Exercise details:
Look through the entries that follow and return each line that has the string "Some".

Source material:

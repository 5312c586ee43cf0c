use std::time::Duration;

use reqwest::header::{HeaderMap, HeaderValue, AUTHORIZATION, CONTENT_TYPE};
use serde::Serialize;
use serde_json::Value;
use tracing::{debug, warn};

use crate::backoff::ExponentialBackoff;
use crate::error::BackendError;

/// Configuration for [`BackendClient`].
pub struct BackendConfig {
    /// Backend base URL (without trailing slash)
    pub endpoint: String,
    /// Bearer credential attached to every call
    pub bearer_token: String,
    /// Per-call timeout; a timed-out call counts as transient
    pub timeout: Duration,
    /// Retries after the first attempt for transient failures
    pub max_retries: u32,
    /// Optional pre-configured reqwest client
    pub http_client: Option<reqwest::Client>,
}

impl BackendConfig {
    pub fn new(endpoint: impl Into<String>, bearer_token: impl Into<String>) -> Self {
        Self {
            endpoint: endpoint.into(),
            bearer_token: bearer_token.into(),
            timeout: Duration::from_secs(30),
            max_retries: 3,
            http_client: None,
        }
    }

    pub fn with_timeout(mut self, timeout: Duration) -> Self {
        self.timeout = timeout;
        self
    }

    pub fn with_max_retries(mut self, max_retries: u32) -> Self {
        self.max_retries = max_retries;
        self
    }

    pub fn with_http_client(mut self, client: reqwest::Client) -> Self {
        self.http_client = Some(client);
        self
    }
}

impl std::fmt::Debug for BackendConfig {
    fn fmt(&self, f: &mut std::fmt::Formatter<'_>) -> std::fmt::Result {
        f.debug_struct("BackendConfig")
            .field("endpoint", &self.endpoint)
            .field("timeout", &self.timeout)
            .field("max_retries", &self.max_retries)
            .finish_non_exhaustive()
    }
}

/// Wire format of a backend call.
#[derive(Debug, Serialize)]
struct CallEnvelope<'a> {
    method: &'a str,
    params: &'a Value,
}

/// Request/response client for the execution backend.
///
/// Each `call` is at most `max_retries + 1` attempts; retries are
/// sequential with exponential backoff and happen only for the transient
/// allow-list (timeout, connection-class network failures).
pub struct BackendClient {
    endpoint: String,
    bearer_token: String,
    timeout: Duration,
    max_retries: u32,
    client: reqwest::Client,
}

impl BackendClient {
    pub fn new(config: BackendConfig) -> Result<Self, BackendError> {
        if config.endpoint.trim().is_empty() {
            return Err(BackendError::Config {
                message: "backend endpoint is required".to_string(),
            });
        }

        let client = match config.http_client {
            Some(client) => client,
            None => reqwest::Client::builder()
                .timeout(config.timeout)
                .build()
                .map_err(|e| BackendError::Config {
                    message: format!("failed to build http client: {e}"),
                })?,
        };

        Ok(Self {
            endpoint: config.endpoint.trim_end_matches('/').to_string(),
            bearer_token: config.bearer_token,
            timeout: config.timeout,
            max_retries: config.max_retries,
            client,
        })
    }

    pub fn endpoint(&self) -> &str {
        &self.endpoint
    }

    /// Call a backend method, retrying transient failures.
    pub async fn call(&self, method: &str, params: Value) -> Result<Value, BackendError> {
        let mut backoff = ExponentialBackoff::default();

        let mut attempt = 0u32;
        loop {
            match self.call_once(method, &params).await {
                Ok(result) => {
                    debug!(method, attempt, "backend call succeeded");
                    return Ok(result);
                }
                Err(err) if err.is_transient() && attempt < self.max_retries => {
                    let delay = backoff.next_delay();
                    warn!(
                        method,
                        attempt,
                        delay_ms = delay.as_millis() as u64,
                        error = %err,
                        "transient backend failure, retrying"
                    );
                    tokio::time::sleep(delay).await;
                    attempt += 1;
                }
                Err(err) => return Err(err),
            }
        }
    }

    async fn call_once(&self, method: &str, params: &Value) -> Result<Value, BackendError> {
        let timeout_ms = self.timeout.as_millis() as u64;
        let envelope = CallEnvelope { method, params };

        let request = self
            .client
            .post(format!("{}/rpc", self.endpoint))
            .headers(self.headers())
            .json(&envelope)
            .send();

        // Cooperative cancellation: the outer timeout bounds the whole call
        // even if the transport-level timeout misbehaves.
        let response = match tokio::time::timeout(self.timeout, request).await {
            Ok(Ok(response)) => response,
            Ok(Err(err)) => return Err(BackendError::from_reqwest(err, timeout_ms)),
            Err(_) => return Err(BackendError::Timeout { timeout_ms }),
        };

        let status = response.status();
        let body = response
            .text()
            .await
            .map_err(|err| BackendError::from_reqwest(err, timeout_ms))?;

        if !status.is_success() {
            return Err(BackendError::Application {
                message: format!("backend returned {status}: {body}"),
            });
        }

        let value: Value = serde_json::from_str(&body).map_err(|e| BackendError::Protocol {
            message: format!("invalid JSON from backend: {e}"),
        })?;

        validate_envelope(value)
    }

    fn headers(&self) -> HeaderMap {
        let mut headers = HeaderMap::new();
        headers.insert(CONTENT_TYPE, HeaderValue::from_static("application/json"));
        if let Ok(value) = HeaderValue::from_str(&format!("Bearer {}", self.bearer_token)) {
            headers.insert(AUTHORIZATION, value);
        }
        headers
    }
}

impl std::fmt::Debug for BackendClient {
    fn fmt(&self, f: &mut std::fmt::Formatter<'_>) -> std::fmt::Result {
        f.debug_struct("BackendClient")
            .field("endpoint", &self.endpoint)
            .field("timeout", &self.timeout)
            .field("max_retries", &self.max_retries)
            .finish_non_exhaustive()
    }
}

/// A transport-successful response can still carry an application failure,
/// either as a structured error object or as a result payload whose own
/// `status` is `"error"`. Both are failures; neither is retried.
fn validate_envelope(value: Value) -> Result<Value, BackendError> {
    if let Some(error) = value.get("error") {
        let message = error
            .get("message")
            .and_then(Value::as_str)
            .map(str::to_string)
            .unwrap_or_else(|| error.to_string());
        return Err(BackendError::Application { message });
    }

    let result = value
        .get("result")
        .cloned()
        .ok_or_else(|| BackendError::Protocol {
            message: "response carries neither result nor error".to_string(),
        })?;

    if result.get("status").and_then(Value::as_str) == Some("error") {
        let message = result
            .get("message")
            .and_then(Value::as_str)
            .unwrap_or("backend result reported status \"error\"")
            .to_string();
        return Err(BackendError::Application { message });
    }

    Ok(result)
}
//! Payment orchestration core: the intent state machine, custody routing,
//! guard-gated execution, the streaming agent payment flow, and incident
//! replay.
//!
//! Collaborators (persistence, the execution backend, policy configuration)
//! are injected behind traits; this crate owns only the decision logic.

pub mod error;
pub mod flow;
pub mod machine;
pub mod replay;
pub mod router;

pub use error::{EngineError, ErrorCategory};
pub use flow::{FlowOutcome, PaymentFlowOrchestrator, ProgressEvent, ProgressSink};
pub use machine::{MachineConfig, PaymentStateMachine, PolicySource, StaticPolicySource};
pub use replay::{IncidentReplayEngine, ReplayReport};
pub use router::{route, ExecutionRoute};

Written answer:
        self.http_client = Some(client);
            Some(client) => client,
    if let Some(error) = value.get("error") {
    if result.get("status").and_then(Value::as_str) == Some("error") {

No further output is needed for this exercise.